Description-Behavior Mismatch

Medium
Confidence
92% confidence
Finding
The wrapper exposes DirectMessageAPI and SubscriptionAPI even though the declared skill scope only mentions timeline, notifications, posting, and follow operations. This creates a capability mismatch that can mislead operators, reviewers, or downstream policy controls, enabling access to private messaging or paid/subscription-related actions beyond the expected permission boundary.

Description-Behavior Mismatch

Medium
Confidence
93% confidence
Finding
The skill metadata advertises timeline, notifications, posting, and follow operations, but this constants file exposes additional sensitive account-management capabilities including password change, phone removal, profile mutation, blocking, DMs, and subscription creation. In an agent skill, this scope mismatch is dangerous because downstream code can invoke destructive or monetization-related actions that users and reviewers would not reasonably expect from the declared functionality.

Intent-Code Divergence

Low
Confidence
76% confidence
Finding
The constant named VERIFY_CREDENTIALS actually points to account/update_profile.json, which can mutate user profile data rather than simply verify identity. Mislabeling a state-changing endpoint as a harmless verification call can mislead developers, reviewers, or automated tooling and result in unintended account modification under the guise of a read-only action.

Missing User Warnings

Medium
Confidence
88% confidence
Finding
The README explicitly advertises tweet posting and mass follow actions but does not clearly warn that these scripts perform account-modifying operations with live authenticated sessions. In an agent-skill context, that omission increases the chance that an operator or autonomous agent will trigger real actions unintentionally, causing spam, unwanted follows, or account policy violations.

Missing User Warnings

Medium
Confidence
83% confidence
Finding
The README describes collecting notifications and storing them as JSON without explaining retention, access control, or privacy expectations for potentially sensitive social-graph and message metadata. In a reusable agent toolkit, this can lead to careless handling of exported account data and downstream leakage through logs, artifacts, or shared workspaces.

Missing User Warnings

Medium
Confidence
95% confidence
Finding
The skill instructs users to supply live auth_token and ct0 session cookies and references posting/follow automation, but does not clearly warn that these are highly sensitive credentials or that the scripts can trigger irreversible account actions. In this context, omission of warnings is dangerous because stolen or mishandled cookies can grant direct control over a Twitter/X account and automation can cause reputational, policy, or account-lockout harm.

Missing User Warnings

Medium
Confidence
92% confidence
Finding
The script persists raw Twitter timeline and notification data, including user/account metadata and tweet content, into timestamped files on local disk without minimization, redaction, retention controls, or any consent/disclosure mechanism. In the context of a cookie-based Twitter/X automation skill, this is more sensitive than generic logging because notifications and timelines can contain personal data, relationship graphs, and operationally sensitive account activity that could be exposed through local compromise, backup sync, or later reuse.

Missing User Warnings

Medium
Confidence
81% confidence
Finding
The script persists raw notification data to notifications_raw.json on disk, which may contain sensitive account metadata, message previews, usernames, and interaction history.

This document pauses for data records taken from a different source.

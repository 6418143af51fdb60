use std::cmp::Ordering;

/// Total order over fixed-width key blobs, injected into the B+Tree.
pub trait KeyComparator: Send + Sync {
    fn compare(&self, a: &[u8], b: &[u8]) -> Ordering;
}

/// Orders keys by the signed 64-bit integer stored in their first 8 bytes
/// (little-endian). Requires a key width of at least 8.
pub struct IntegerComparator;

impl KeyComparator for IntegerComparator {
    fn compare(&self, a: &[u8], b: &[u8]) -> Ordering {
        decode_integer_key(a).cmp(&decode_integer_key(b))
    }
}

/// Orders keys lexicographically over their raw bytes.
pub struct BytewiseComparator;

impl KeyComparator for BytewiseComparator {
    fn compare(&self, a: &[u8], b: &[u8]) -> Ordering {
        a.cmp(b)
    }
}

/// Writes an integer key into a fixed-width key buffer, zero-padding the
/// tail. Companion to `IntegerComparator`.
pub fn encode_integer_key(value: i64, key: &mut [u8]) {
    assert!(key.len() >= 8, "integer keys need a key width of at least 8");
    key.fill(0);
    key[..8].copy_from_slice(&value.to_le_bytes());
}

pub fn decode_integer_key(key: &[u8]) -> i64 {
    assert!(key.len() >= 8, "integer keys need a key width of at least 8");
    i64::from_le_bytes(key[..8].try_into().unwrap())
}
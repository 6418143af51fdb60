use thiserror::Error;

use super::types::PageId;

/// Storage engine error types
#[derive(Error, Debug)]
pub enum StrataError {
    #[error("I/O error: {0}")]
    Io(#[from] std::io::Error),

    #[error("Invalid page ID: {0}")]
    InvalidPageId(PageId),

    #[error("Buffer pool exhausted, no evictable frames available")]
    PoolExhausted,

    #[error("Disk scheduler error: {0}")]
    DiskScheduler(String),

    #[error("Header page is full")]
    HeaderPageFull,

    #[error("Index {0:?} already registered in header page")]
    IndexAlreadyExists(String),

    #[error("Index {0:?} not found in header page")]
    IndexNotFound(String),

    #[error("Index corrupted: {0}")]
    IndexCorrupted(String),
}

pub type Result<T> = std::result::Result<T, StrataError>;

Storing raw account data locally without access controls, minimization, or an explicit warning increases the chance of unintended disclosure through local compromise, backups, logs, or repository commits.

Missing User Warnings

Medium
Confidence
94% confidence
Finding
This script performs an immediate external side effect by posting to Twitter/X as soon as it is invoked, without any confirmation, dry-run mode, or operator acknowledgment. In an agent-skill context, that is risky because a mistaken prompt, wrong account selection, or malicious orchestration could cause unintended public posts using stored session credentials.

VirusTotal

65/65 vendors flagged this skill as clean.